Diyarbakır’ın BOP’un Yıldızı Olmasına Az Kaldı!

Köpeksiz köyde değneksiz gezen IŞİD hamlesi ile kendi sınırları dışında kalan bölgeleri de kontrolüne alan Irak Kürdistan Bölgesel Yönetimi’nin “resmi ve bağımsız” bir Kürt devleti olma yolunda coğrafi, siyasi ve ekonomik kabullerini hızlandırdığı şu günlerde peş peşe gelişen ilginç gelişmelere şahit oluyoruz.
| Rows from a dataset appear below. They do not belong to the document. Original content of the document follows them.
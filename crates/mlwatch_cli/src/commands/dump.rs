//! Dump command implementation.

use mlwatch_core::{CoreError, LogRecord, LogTailer};
use serde::Serialize;
use std::path::Path;

/// Record representation for output.
#[derive(Debug, Serialize)]
pub struct DumpedRecord {
    /// Position in the dump, starting at 0.
    pub index: usize,
    /// Producer timestamp (seconds since the Unix epoch).
    pub timestamp: f64,
    /// Message text.
    pub message: String,
}

/// Runs the dump command.
///
/// The file is read as closed: a torn final frame is reported as an error
/// after the records before it are printed.
pub fn run(
    path: &Path,
    limit: Option<usize>,
    start_offset: u64,
    format: &str,
) -> Result<(), Box<dyn std::error::Error>> {
    if !path.exists() {
        return Err(format!("log file not found: {}", path.display()).into());
    }

    let (records, end_offset, failure) = read_records(path, start_offset, limit);

    match format {
        "json" => println!("{}", serde_json::to_string_pretty(&records)?),
        _ => print_text_output(&records, end_offset),
    }

    match failure {
        Some(e) => Err(e.into()),
        None => Ok(()),
    }
}

fn read_records(
    path: &Path,
    start_offset: u64,
    limit: Option<usize>,
) -> (Vec<DumpedRecord>, u64, Option<CoreError>) {
    let mut tailer = LogTailer::with_offset(path, start_offset);
    let max_records = limit.unwrap_or(usize::MAX);
    let mut records: Vec<LogRecord> = Vec::new();
    let mut failure = None;

    while records.len() < max_records {
        match tailer.poll_final() {
            Ok(batch) if batch.is_empty() => break,
            Ok(batch) => records.extend(batch),
            Err(e) => {
                failure = Some(e);
                break;
            }
        }
    }
    records.truncate(max_records);

    let dumped = records
        .into_iter()
        .enumerate()
        .map(|(index, r)| DumpedRecord {
            index,
            timestamp: r.timestamp,
            message: r.message,
        })
        .collect();
    (dumped, tailer.offset(), failure)
}

fn print_text_output(records: &[DumpedRecord], end_offset: u64) {
    for record in records {
        println!("[{:>6}] {:.6}  {}", record.index, record.timestamp, record.message);
    }
    println!();
    println!("{} records, cursor at byte {}", records.len(), end_offset);
}
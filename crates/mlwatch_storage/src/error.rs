//! Error types for storage operations.

use std::io;
use thiserror::Error;

/// Result type for storage operations.
pub type StorageResult<T> = Result<T, StorageError>;

/// Errors that can occur during storage operations.
#[derive(Debug, Error)]
pub enum StorageError {
    /// An I/O error occurred.
    #[error("I/O error: {0}")]
    Io(#[from] io::Error),

    /// Attempted to read beyond the end of storage.
    #[error("read beyond end of storage: offset {offset}, len {len}, size {size}")]
    ReadPastEnd {
        /// The requested read offset.
        offset: u64,
        /// The requested read length.
        len: usize,
        /// The current storage size.
        size: u64,
    },

    /// The backend was opened without write access.
    #[error("storage opened read-only: {path}")]
    ReadOnly {
        /// Path of the read-only store.
        path: String,
    },
}

impl StorageError {
    /// Returns true if the underlying cause is a missing file.
    pub fn is_not_found(&self) -> bool {
        matches!(self, Self::Io(e) if e.kind() == io::ErrorKind::NotFound)
    }
}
Birkaç gün önce, ABD Dışişleri Bakanı John Kerry ile Paris’te görüşen İsrail Dışişleri Bakanı A. Lieberman’ın “Irak gözümüzün önünde parçalanıyor ve bağımsız bir Kürt devletinin kurulmasının kaçınılmaz bir sonuç olduğu görülüyor” demesi ve akabinde İsrail Cumhurbaşkanı Şimon Peres’in birkaç gün önce ABD Başkanı Obama ile yaptığı görüşmede “Kürtler defacto olarak devletlerini kurmuş durumda. Türkiye de onlarla petrol ticareti yaparak buna hazır olduğunu gösteriyor” diyerek, İsrail’in müstakbel Kürt devletini ilk tanıyacak ülke olacağını ilan etti… Akabinde senkronizasyon tutturmak zorunda olan Ak Parti Genel Başkan Yardımcısı Hüseyin Çelik verdiği bir demeçle, Türkiye’nin de Kuzey Irak kurulması muhtemel olan bağımsız Kürdistan'ı “resmen tanıyacağı” sinyalini verdi.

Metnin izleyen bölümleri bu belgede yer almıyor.